Physical interactions between TaGINS and TaRecJs. The physical interactions between TaGINS and TaRecJs were analyzed by gel filtration using a Superdex 200 3.2/30 column pre-equilibrated with 10 mm HEPES-NaOH, pH 7.5, and 0.15 m NaCl. The loading volume was 20 μl. The elution profiles, monitored by the absorbance at 280 nm, are shown. The peak positions of the marker proteins are indicated on the top. Aliquots (10 μl) of each fraction from the eluates were subjected to 10–20% SDS-PAGE followed by Coomassie Brilliant Blue staining. A, TaRecJ1 (10 μm) or the mixture of TaRecJ1 and TaGINS-WT (10 μm each) was applied to the column, and the elution profiles were shown in the upper and lower panels, respectively.
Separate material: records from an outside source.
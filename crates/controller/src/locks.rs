//! Process-wide mutual exclusion keyed by domain name.
//!
//! The registry guarantees at most one in-flight certificate authority
//! exchange per domain within this process. It never queues: a caller that
//! fails to acquire a domain is expected to skip its work and rely on a
//! later trigger.

use parking_lot::Mutex;
use std::collections::HashSet;
use std::fmt;
use std::sync::Arc;
use tracing::trace;

use certpilot_common::Domain;

/// Set of domains with an in-flight authority exchange.
///
/// Created once at controller startup and shared by every handler through
/// an `Arc`. Tests inject a fresh registry per case.
#[derive(Debug, Default)]
pub struct DomainLockRegistry {
    domains: Mutex<HashSet<Domain>>,
}

impl DomainLockRegistry {
    pub fn new() -> Self {
        Self::default()
    }

    /// Add `domain` to the set.
    ///
    /// Returns `true` iff the domain was not already present.
    pub fn try_lock(&self, domain: &Domain) -> bool {
        let acquired = self.domains.lock().insert(domain.clone());
        trace!(domain = %domain, acquired, "Domain lock attempt");
        acquired
    }

    /// Remove `domain` from the set unconditionally.
    pub fn unlock(&self, domain: &Domain) {
        self.domains.lock().remove(domain);
        trace!(domain = %domain, "Domain lock released");
    }

    /// Acquire `domain` and tie its release to the returned guard.
    ///
    /// The guard unlocks on drop, including when the owning task panics.
    pub fn try_acquire(self: &Arc<Self>, domain: &Domain) -> Option<DomainLockGuard> {
        self.try_lock(domain).then(|| DomainLockGuard {
            registry: Arc::clone(self),
            domain: domain.clone(),
        })
    }

    pub fn is_locked(&self, domain: &Domain) -> bool {
        self.domains.lock().contains(domain)
    }

    /// Number of domains currently locked
    pub fn in_flight(&self) -> usize {
        self.domains.lock().len()
    }
}

/// Scope guard holding one domain in a [`DomainLockRegistry`].
pub struct DomainLockGuard {
    registry: Arc<DomainLockRegistry>,
    domain: Domain,
}

impl DomainLockGuard {
    pub fn domain(&self) -> &Domain {
        &self.domain
    }
}

impl Drop for DomainLockGuard {
    fn drop(&mut self) {
        self.registry.unlock(&self.domain);
    }
}

impl fmt::Debug for DomainLockGuard {
    fn fmt(&self, f: &mut fmt::Formatter<'_>) -> fmt::Result {
        f.debug_struct("DomainLockGuard")
            .field("domain", &self.domain)
            .finish()
    }
}
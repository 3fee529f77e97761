//! ACME session wrapper around instant-acme

use async_trait::async_trait;
use instant_acme::{
    Account, AccountCredentials, AuthorizationStatus, ChallengeType, Identifier, LetsEncrypt,
    NewAccount, NewOrder, Order, OrderStatus,
};
use std::time::Duration;
use tokio::sync::Mutex;
use tokio::time::Instant;
use tracing::{debug, error, info, trace};

use certpilot_common::Domain;
use certpilot_config::{CertificatesConfig, LetsEncryptMode};

use super::challenge::{ChallengeManager, RegisteredChallenge};
use super::credentials::CredentialStore;
use super::dns::{Dns01Solver, PublishedRecord};
use crate::authority::{AuthorityError, CertificateAuthority, IssuedCertificate};
use crate::codec::Certificate;

/// Let's Encrypt production directory URL
pub const LETSENCRYPT_PRODUCTION: &str = "https://acme-v02.api.letsencrypt.org/directory";
/// Let's Encrypt staging directory URL
pub const LETSENCRYPT_STAGING: &str = "https://acme-staging-v02.api.letsencrypt.org/directory";

/// Deadline for the CA to validate challenges
const CHALLENGE_TIMEOUT: Duration = Duration::from_secs(120);
/// Deadline for the certificate after finalization
const FINALIZE_TIMEOUT: Duration = Duration::from_secs(60);
const CHALLENGE_POLL_INTERVAL: Duration = Duration::from_secs(2);
const FINALIZE_POLL_INTERVAL: Duration = Duration::from_secs(1);

/// A challenge awaiting validation
struct PendingChallenge {
    token: String,
    key_authorization: String,
    url: String,
}

/// Certificate authority speaking ACME
///
/// Single names are validated over HTTP-01. Wildcards need DNS-01 and so a
/// [`Dns01Solver`]. The directory is fixed at construction. The account is
/// loaded from [`CredentialStore`] or created on first use.
pub struct AcmeAuthority {
    account: Mutex<Option<Account>>,
    directory_url: String,
    email: String,
    credentials: CredentialStore,
    challenges: ChallengeManager,
    dns: Option<Dns01Solver>,
}

impl AcmeAuthority {
    pub fn new(
        config: &CertificatesConfig,
        credentials: CredentialStore,
        challenges: ChallengeManager,
    ) -> Self {
        Self {
            account: Mutex::new(None),
            directory_url: directory_url(config).to_string(),
            email: config.email.clone(),
            credentials,
            challenges,
            dns: None,
        }
    }

    /// Enable DNS-01 validation, and with it wildcard issuance
    pub fn with_dns_solver(mut self, solver: Dns01Solver) -> Self {
        self.dns = Some(solver);
        self
    }

    pub fn directory_url(&self) -> &str {
        &self.directory_url
    }

    async fn account(&self) -> Result<Account, AuthorityError> {
        let mut slot = self.account.lock().await;
        if let Some(account) = slot.as_ref() {
            return Ok(account.clone());
        }

        let account = self.load_or_create_account().await?;
        *slot = Some(account.clone());
        Ok(account)
    }

    async fn load_or_create_account(&self) -> Result<Account, AuthorityError> {
        if let Some(json) = self.credentials.load_credentials_json().await? {
            info!("Loading existing ACME account from storage");
            let credentials: AccountCredentials = serde_json::from_str(&json).map_err(|e| {
                AuthorityError::AccountCreation(format!("Failed to deserialize credentials: {}", e))
            })?;
            let account = Account::from_credentials(credentials)
                .await
                .map_err(|e| AuthorityError::AccountCreation(e.to_string()))?;
            return Ok(account);
        }

        info!(
            email = %self.email,
            directory = %self.directory_url,
            "Creating new ACME account"
        );

        let contact = format!("mailto:{}", self.email);
        let (account, credentials) = Account::create(
            &NewAccount {
                contact: &[&contact],
                terms_of_service_agreed: true,
                only_return_existing: false,
            },
            &self.directory_url,
            None,
        )
        .await
        .map_err(|e| AuthorityError::AccountCreation(e.to_string()))?;

        let json = serde_json::to_string_pretty(&credentials).map_err(|e| {
            AuthorityError::AccountCreation(format!("Failed to serialize credentials: {}", e))
        })?;
        self.credentials.save_credentials_json(&json).await?;

        info!("ACME account created");
        Ok(account)
    }

    /// Challenges of `kind` that still need validation
    async fn pending_challenges(
        domain: &Domain,
        order: &mut Order,
        kind: &ChallengeType,
    ) -> Result<Vec<PendingChallenge>, AuthorityError> {
        let authorizations =
            order
                .authorizations()
                .await
                .map_err(|e| AuthorityError::OrderCreation {
                    domain: domain.clone(),
                    message: format!("Failed to get authorizations: {}", e),
                })?;

        let mut pending = Vec::new();
        for authz in &authorizations {
            debug!(domain = %domain, status = ?authz.status, "Processing authorization");

            match &authz.status {
                AuthorizationStatus::Valid => continue,
                AuthorizationStatus::Pending => {}
                status => {
                    return Err(AuthorityError::ChallengeValidation {
                        domain: domain.clone(),
                        message: format!("authorization is {:?}", status),
                    })
                }
            }

            let challenge = authz
                .challenges
                .iter()
                .find(|c| &c.r#type == kind)
                .ok_or_else(|| match kind {
                    ChallengeType::Dns01 => AuthorityError::NoDns01Challenge(domain.clone()),
                    _ => AuthorityError::NoHttp01Challenge(domain.clone()),
                })?;

            let key_authorization = order.key_authorization(challenge);
            pending.push(PendingChallenge {
                token: challenge.token.clone(),
                key_authorization: key_authorization.as_str().to_string(),
                url: challenge.url.clone(),
            });
        }

        Ok(pending)
    }

    async fn set_ready(
        domain: &Domain,
        order: &mut Order,
        url: &str,
    ) -> Result<(), AuthorityError> {
        order
            .set_challenge_ready(url)
            .await
            .map_err(|e| AuthorityError::ChallengeValidation {
                domain: domain.clone(),
                message: e.to_string(),
            })
    }

    async fn validate_http01(
        &self,
        domain: &Domain,
        order: &mut Order,
        pending: &[PendingChallenge],
    ) -> Result<(), AuthorityError> {
        // Tokens stay registered until validation has finished either way.
        let mut registered = Vec::with_capacity(pending.len());
        for challenge in pending {
            registered.push(RegisteredChallenge::new(
                &self.challenges,
                domain,
                &challenge.token,
                &challenge.key_authorization,
            ));
            Self::set_ready(domain, order, &challenge.url).await?;
        }

        Self::wait_for_order_ready(domain, order).await
    }

    async fn validate_dns01(
        solver: &Dns01Solver,
        domain: &Domain,
        order: &mut Order,
        pending: &[PendingChallenge],
    ) -> Result<(), AuthorityError> {
        let key_authorizations: Vec<String> = pending
            .iter()
            .map(|c| c.key_authorization.clone())
            .collect();
        let records = solver.publish(domain, &key_authorizations).await?;

        let result = Self::complete_dns01(solver, domain, order, pending, &records).await;
        solver.cleanup(&records).await;
        result
    }

    async fn complete_dns01(
        solver: &Dns01Solver,
        domain: &Domain,
        order: &mut Order,
        pending: &[PendingChallenge],
        records: &[PublishedRecord],
    ) -> Result<(), AuthorityError> {
        solver.wait_for_propagation(records).await?;
        for challenge in pending {
            Self::set_ready(domain, order, &challenge.url).await?;
        }
        Self::wait_for_order_ready(domain, order).await
    }

    async fn wait_for_order_ready(domain: &Domain, order: &mut Order) -> Result<(), AuthorityError> {
        let deadline = Instant::now() + CHALLENGE_TIMEOUT;

        loop {
            let state = order.refresh().await?;
            match state.status {
                OrderStatus::Ready | OrderStatus::Valid => {
                    debug!(domain = %domain, "Order is ready for finalization");
                    return Ok(());
                }
                OrderStatus::Invalid => {
                    error!(domain = %domain, "Order became invalid");
                    return Err(AuthorityError::ChallengeValidation {
                        domain: domain.clone(),
                        message: "order became invalid".to_string(),
                    });
                }
                OrderStatus::Pending | OrderStatus::Processing => {
                    if Instant::now() > deadline {
                        return Err(AuthorityError::Timeout(format!(
                            "challenge validation for '{}'",
                            domain
                        )));
                    }
                    trace!(domain = %domain, status = ?state.status, "Order not ready yet");
                    tokio::time::sleep(CHALLENGE_POLL_INTERVAL).await;
                }
            }
        }
    }

    async fn finalize(domain: &Domain, order: &mut Order) -> Result<IssuedCertificate, AuthorityError> {
        let finalization = |message: String| AuthorityError::Finalization {
            domain: domain.clone(),
            message,
        };

        let key = rcgen::KeyPair::generate()
            .map_err(|e| finalization(format!("Failed to generate key: {}", e)))?;
        let params = rcgen::CertificateParams::new(vec![domain.to_string()])
            .map_err(|e| finalization(format!("Failed to create CSR params: {}", e)))?;
        let csr = params
            .serialize_request(&key)
            .map_err(|e| finalization(format!("Failed to serialize CSR: {}", e)))?;

        order
            .finalize(csr.der())
            .await
            .map_err(|e| finalization(format!("Failed to finalize order: {}", e)))?;

        let deadline = Instant::now() + FINALIZE_TIMEOUT;
        let cert_pem = loop {
            let status = order.refresh().await?.status;
            match status {
                OrderStatus::Valid => match order.certificate().await? {
                    Some(chain) => break chain,
                    None => return Err(finalization("No certificate in response".to_string())),
                },
                OrderStatus::Invalid => {
                    return Err(finalization("Order became invalid".to_string()));
                }
                _ => {
                    if Instant::now() > deadline {
                        return Err(AuthorityError::Timeout(format!(
                            "certificate issuance for '{}'",
                            domain
                        )));
                    }
                    tokio::time::sleep(FINALIZE_POLL_INTERVAL).await;
                }
            }
        };

        let not_after = Certificate::from_pem(cert_pem.as_bytes())
            .map_err(AuthorityError::CertificateParse)?
            .not_after;

        Ok(IssuedCertificate {
            cert_pem,
            key_pem: key.serialize_pem(),
            not_after,
        })
    }
}

#[async_trait]
impl CertificateAuthority for AcmeAuthority {
    async fn register_account_if_absent(&self) -> Result<(), AuthorityError> {
        self.account().await.map(|_| ())
    }

    async fn obtain_certificate(&self, domain: &Domain) -> Result<IssuedCertificate, AuthorityError> {
        let kind = challenge_type_for(domain, self.dns.is_some())?;

        let start = Instant::now();
        let account = self.account().await?;

        info!(domain = %domain, challenge = ?kind, "Creating certificate order");
        let identifiers = [Identifier::Dns(domain.to_string())];
        let mut order = account
            .new_order(&NewOrder {
                identifiers: &identifiers,
            })
            .await
            .map_err(|e| AuthorityError::OrderCreation {
                domain: domain.clone(),
                message: e.to_string(),
            })?;

        let pending = Self::pending_challenges(domain, &mut order, &kind).await?;
        match (&kind, &self.dns) {
            (ChallengeType::Dns01, Some(solver)) => {
                Self::validate_dns01(solver, domain, &mut order, &pending).await?
            }
            _ => self.validate_http01(domain, &mut order, &pending).await?,
        }

        let issued = Self::finalize(domain, &mut order).await?;
        info!(
            domain = %domain,
            expires = %issued.not_after,
            elapsed_secs = start.elapsed().as_secs(),
            "Certificate issued"
        );
        Ok(issued)
    }
}

impl std::fmt::Debug for AcmeAuthority {
    fn fmt(&self, f: &mut std::fmt::Formatter<'_>) -> std::fmt::Result {
        f.debug_struct("AcmeAuthority")
            .field("directory_url", &self.directory_url)
            .field("email", &self.email)
            .field("dns", &self.dns.as_ref().map(|d| d.provider_name()))
            .field(
                "has_account",
                &self.account.try_lock().map(|a| a.is_some()).unwrap_or(false),
            )
            .finish()
    }
}

/// Challenge used to validate `domain`
///
/// Wildcards can only be validated over DNS-01.
fn challenge_type_for(domain: &Domain, has_dns_solver: bool) -> Result<ChallengeType, AuthorityError> {
    match (domain.is_wildcard(), has_dns_solver) {
        (false, _) => Ok(ChallengeType::Http01),
        (true, true) => Ok(ChallengeType::Dns01),
        (true, false) => Err(AuthorityError::WildcardRequiresDns01 {
            domain: domain.clone(),
        }),
    }
}

/// Directory selected by configuration; an explicit URL wins over the mode
pub fn directory_url(config: &CertificatesConfig) -> &str {
    match (&config.directory_url, config.lets_encrypt) {
        (Some(url), _) => url,
        (None, LetsEncryptMode::Staging) => LetsEncrypt::Staging.url(),
        (None, _) => LetsEncrypt::Production.url(),
    }
}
B, the elution profiles of TaRecJ2 (10 μm), TaGINS-WT (10 μm), and the mixture of TaRecJ2 (10 μm) and TaGINS-WT (10 μm) are shown in the upper panel, and that of the mixture of TaRecJ2 (10 μm) and TaGINS-WT (5 μm) was shown in the lower column. C, the elution profiles of the mixture of TaRecJ2 (10 μm) and TaGINSΔB (10 μm), and the mixture of TaRecJ2 (10 μm) and TaGINS-B-domain (10 μm) is shown in the upper and lower panels, respectively.